//! Liveness and database health.

use axum::extract::State;
use axum::http::StatusCode;
use axum::routing::get;
use axum::{Json, Router};
use chrono::{DateTime, Utc};
use serde::{Deserialize, Serialize};

use crate::AppState;

pub fn router() -> Router<AppState> {
    Router::new().route("/health", get(health))
}

#[derive(Debug, Clone, PartialEq, Eq, Serialize, Deserialize)]
#[serde(rename_all = "camelCase")]
pub struct HealthResponse {
    pub status: String,
    pub database: bool,
    pub version: String,
    pub checked_at: DateTime<Utc>,
}

/// `200` when the database answers, `503` otherwise.
async fn health(State(state): State<AppState>) -> (StatusCode, Json<HealthResponse>) {
    let database = state.db.health_check().await;
    let (status, label) = if database {
        (StatusCode::OK, "ok")
    } else {
        (StatusCode::SERVICE_UNAVAILABLE, "degraded")
    };

    (
        status,
        Json(HealthResponse {
            status: label.to_string(),
            database,
            version: env!("CARGO_PKG_VERSION").to_string(),
            checked_at: Utc::now(),
        }),
    )
}
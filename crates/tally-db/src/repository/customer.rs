//! # Customer Repository
//!
//! Loyalty balances, lifetime purchase totals and the loyalty ledger.
//!
//! Balance changes and their ledger entries are always written in the same
//! transaction as the sale or refund that caused them.

use sqlx::{SqliteConnection, SqlitePool};
use tracing::debug;

use crate::error::DbResult;
use tally_core::{CoreError, Customer, LoyaltyTransaction};

const LOYALTY_COLUMNS: &str =
    "id, customer_id, sale_id, transaction_type, points, description, created_at";

/// Repository for customers and loyalty.
#[derive(Debug, Clone)]
pub struct CustomerRepository {
    pool: SqlitePool,
}

impl CustomerRepository {
    /// Creates a new CustomerRepository.
    pub fn new(pool: SqlitePool) -> Self {
        CustomerRepository { pool }
    }

    /// Gets a customer by ID.
    pub async fn get_by_id(&self, id: i64) -> DbResult<Option<Customer>> {
        let customer = sqlx::query_as::<_, Customer>(
            "SELECT id, name, loyalty_points, total_purchases_cents FROM customers WHERE id = ?1",
        )
        .bind(id)
        .fetch_optional(&self.pool)
        .await?;

        Ok(customer)
    }

    /// Gets a customer inside the caller's transaction.
    pub async fn get_by_id_in(conn: &mut SqliteConnection, id: i64) -> DbResult<Option<Customer>> {
        let customer = sqlx::query_as::<_, Customer>(
            "SELECT id, name, loyalty_points, total_purchases_cents FROM customers WHERE id = ?1",
        )
        .bind(id)
        .fetch_optional(&mut *conn)
        .await?;

        Ok(customer)
    }

    /// Loyalty ledger for a customer, newest first.
    pub async fn loyalty_history(
        &self,
        customer_id: i64,
        limit: i64,
    ) -> DbResult<Vec<LoyaltyTransaction>> {
        let entries = sqlx::query_as::<_, LoyaltyTransaction>(&format!(
            r#"
            SELECT {LOYALTY_COLUMNS}
            FROM loyalty_transactions
            WHERE customer_id = ?1
            ORDER BY created_at DESC, rowid DESC
            LIMIT ?2
            "#
        ))
        .bind(customer_id)
        .bind(limit)
        .fetch_all(&self.pool)
        .await?;

        Ok(entries)
    }

    /// Credits a sale to a customer: points earned and lifetime purchases.
    pub async fn apply_purchase_in(
        conn: &mut SqliteConnection,
        customer_id: i64,
        total_cents: i64,
        points: i64,
    ) -> DbResult<()> {
        let result = sqlx::query(
            r#"
            UPDATE customers SET
                loyalty_points = loyalty_points + ?2,
                total_purchases_cents = total_purchases_cents + ?3
            WHERE id = ?1
            "#,
        )
        .bind(customer_id)
        .bind(points)
        .bind(total_cents)
        .execute(&mut *conn)
        .await?;

        if result.rows_affected() == 0 {
            return Err(CoreError::CustomerNotFound(customer_id).into());
        }

        debug!(customer_id, points, total_cents, "Purchase applied");
        Ok(())
    }

    /// Takes a refunded sale back off a customer.
    ///
    /// `points` must already be clamped to the balance. Lifetime purchases
    /// stop at zero.
    pub async fn reverse_purchase_in(
        conn: &mut SqliteConnection,
        customer_id: i64,
        total_cents: i64,
        points: i64,
    ) -> DbResult<()> {
        let result = sqlx::query(
            r#"
            UPDATE customers SET
                loyalty_points = MAX(loyalty_points - ?2, 0),
                total_purchases_cents = MAX(total_purchases_cents - ?3, 0)
            WHERE id = ?1
            "#,
        )
        .bind(customer_id)
        .bind(points)
        .bind(total_cents)
        .execute(&mut *conn)
        .await?;

        if result.rows_affected() == 0 {
            return Err(CoreError::CustomerNotFound(customer_id).into());
        }

        debug!(customer_id, points, total_cents, "Purchase reversed");
        Ok(())
    }

    /// Appends a loyalty ledger entry.
    pub async fn insert_loyalty_tx_in(
        conn: &mut SqliteConnection,
        entry: &LoyaltyTransaction,
    ) -> DbResult<()> {
        sqlx::query(&format!(
            "INSERT INTO loyalty_transactions ({LOYALTY_COLUMNS}) VALUES (?1, ?2, ?3, ?4, ?5, ?6, ?7)"
        ))
        .bind(&entry.id)
        .bind(entry.customer_id)
        .bind(&entry.sale_id)
        .bind(entry.transaction_type)
        .bind(entry.points)
        .bind(&entry.description)
        .bind(entry.created_at)
        .execute(&mut *conn)
        .await?;

        Ok(())
    }

    /// Inserts or replaces a customer (seeding and tests).
    pub async fn upsert_customer(&self, customer: &Customer) -> DbResult<()> {
        sqlx::query(
            r#"
            INSERT INTO customers (id, name, loyalty_points, total_purchases_cents)
            VALUES (?1, ?2, ?3, ?4)
            ON CONFLICT(id) DO UPDATE SET
                name = excluded.name,
                loyalty_points = excluded.loyalty_points,
                total_purchases_cents = excluded.total_purchases_cents
            "#,
        )
        .bind(customer.id)
        .bind(&customer.name)
        .bind(customer.loyalty_points)
        .bind(customer.total_purchases_cents)
        .execute(&self.pool)
        .await?;

        Ok(())
    }
}
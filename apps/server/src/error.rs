//! # API Error Handling
//!
//! Every failure leaves the server as the same JSON shape:
//!
//! ```json
//! { "code": "INSUFFICIENT_STOCK", "message": "Insufficient stock for product 7 ..." }
//! ```
//!
//! ## Status Mapping
//! ```text
//! ┌─────────────────────────────────────────────────────────────────────────┐
//! │  CheckoutError              code                    status              │
//! │  ─────────────────────────  ──────────────────────  ──────              │
//! │  Validation                 VALIDATION_ERROR        400                 │
//! │  (missing caller headers)   UNAUTHORIZED            401                 │
//! │  Forbidden                  FORBIDDEN               403                 │
//! │  NotFound                   NOT_FOUND               404                 │
//! │  InsufficientStock          INSUFFICIENT_STOCK      409                 │
//! │  AlreadyRefunded            ALREADY_REFUNDED        409                 │
//! │  ConcurrencyConflict        CONCURRENCY_CONFLICT    503                 │
//! │  CommitPending              COMMIT_PENDING          503                 │
//! │  System / Internal          SYSTEM_ERROR            500                 │
//! └─────────────────────────────────────────────────────────────────────────┘
//! ```
//!
//! System failures are logged in full and reach the client as a generic
//! message.

use axum::extract::rejection::{JsonRejection, PathRejection, QueryRejection};
use axum::http::StatusCode;
use axum::response::{IntoResponse, Response};
use axum::Json;
use serde::{Deserialize, Serialize};
use tracing::error;

use tally_checkout::CheckoutError;

/// Machine-readable error code.
#[derive(Debug, Clone, Copy, PartialEq, Eq, Serialize, Deserialize)]
#[serde(rename_all = "SCREAMING_SNAKE_CASE")]
pub enum ErrorCode {
    ValidationError,
    Unauthorized,
    Forbidden,
    NotFound,
    InsufficientStock,
    AlreadyRefunded,
    ConcurrencyConflict,
    CommitPending,
    SystemError,
}

impl ErrorCode {
    pub fn status(&self) -> StatusCode {
        match self {
            ErrorCode::ValidationError => StatusCode::BAD_REQUEST,
            ErrorCode::Unauthorized => StatusCode::UNAUTHORIZED,
            ErrorCode::Forbidden => StatusCode::FORBIDDEN,
            ErrorCode::NotFound => StatusCode::NOT_FOUND,
            ErrorCode::InsufficientStock | ErrorCode::AlreadyRefunded => StatusCode::CONFLICT,
            ErrorCode::ConcurrencyConflict | ErrorCode::CommitPending => {
                StatusCode::SERVICE_UNAVAILABLE
            }
            ErrorCode::SystemError => StatusCode::INTERNAL_SERVER_ERROR,
        }
    }
}

/// Error body returned by every handler.
#[derive(Debug, Clone, PartialEq, Eq, Serialize, Deserialize)]
pub struct ApiError {
    pub code: ErrorCode,
    pub message: String,
}

pub type ApiResult<T> = Result<T, ApiError>;

impl ApiError {
    pub fn new(code: ErrorCode, message: impl Into<String>) -> Self {
        ApiError {
            code,
            message: message.into(),
        }
    }

    pub fn unauthorized(message: impl Into<String>) -> Self {
        Self::new(ErrorCode::Unauthorized, message)
    }

    pub fn validation(message: impl Into<String>) -> Self {
        Self::new(ErrorCode::ValidationError, message)
    }
}

impl From<CheckoutError> for ApiError {
    fn from(err: CheckoutError) -> Self {
        let code = match &err {
            CheckoutError::Validation(_) => ErrorCode::ValidationError,
            CheckoutError::InsufficientStock { .. } => ErrorCode::InsufficientStock,
            CheckoutError::AlreadyRefunded { .. } => ErrorCode::AlreadyRefunded,
            CheckoutError::NotFound { .. } => ErrorCode::NotFound,
            CheckoutError::Forbidden(_) => ErrorCode::Forbidden,
            CheckoutError::ConcurrencyConflict { .. } => ErrorCode::ConcurrencyConflict,
            CheckoutError::CommitPending { .. } => ErrorCode::CommitPending,
            CheckoutError::System(_) | CheckoutError::Internal(_) => {
                error!(error = %err, "Request failed with a system error");
                return ApiError::new(ErrorCode::SystemError, "Internal server error");
            }
        };
        ApiError::new(code, err.to_string())
    }
}

impl From<JsonRejection> for ApiError {
    fn from(rejection: JsonRejection) -> Self {
        ApiError::validation(rejection.body_text())
    }
}

impl From<QueryRejection> for ApiError {
    fn from(rejection: QueryRejection) -> Self {
        ApiError::validation(rejection.body_text())
    }
}

impl From<PathRejection> for ApiError {
    fn from(rejection: PathRejection) -> Self {
        ApiError::validation(rejection.body_text())
    }
}

impl IntoResponse for ApiError {
    fn into_response(self) -> Response {
        (self.code.status(), Json(self)).into_response()
    }
}

#[cfg(test)]
mod tests {
    use super::*;
    use tally_core::ValidationError;

    #[test]
    fn test_code_wire_names() {
        assert_eq!(
            serde_json::to_string(&ErrorCode::InsufficientStock).unwrap(),
            "\"INSUFFICIENT_STOCK\""
        );
        assert_eq!(
            serde_json::to_string(&ErrorCode::ValidationError).unwrap(),
            "\"VALIDATION_ERROR\""
        );
    }

    #[test]
    fn test_checkout_error_mapping() {
        let err: ApiError = CheckoutError::InsufficientStock {
            product_id: 7,
            branch_id: 1,
            available: 2,
            requested: 3,
        }
        .into();
        assert_eq!(err.code, ErrorCode::InsufficientStock);
        assert_eq!(err.code.status(), StatusCode::CONFLICT);

        let err: ApiError = CheckoutError::Validation(ValidationError::Empty {
            field: "lines".into(),
        })
        .into();
        assert_eq!(err.code.status(), StatusCode::BAD_REQUEST);

        let err: ApiError = CheckoutError::CommitPending { key: "k".into() }.into();
        assert_eq!(err.code.status(), StatusCode::SERVICE_UNAVAILABLE);
    }

    #[test]
    fn test_system_errors_hide_details() {
        let err: ApiError = CheckoutError::Internal("join handle panicked at db.rs".into()).into();
        assert_eq!(err.code, ErrorCode::SystemError);
        assert_eq!(err.message, "Internal server error");
    }
}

━━━━━━━━━━━━━━━━

◆ **PROBLEM REQUIREMENTS**
In the entries above, count each line that holds "caller". Give the total and nothing else.

◆ **EXERCISE ANSWER**
2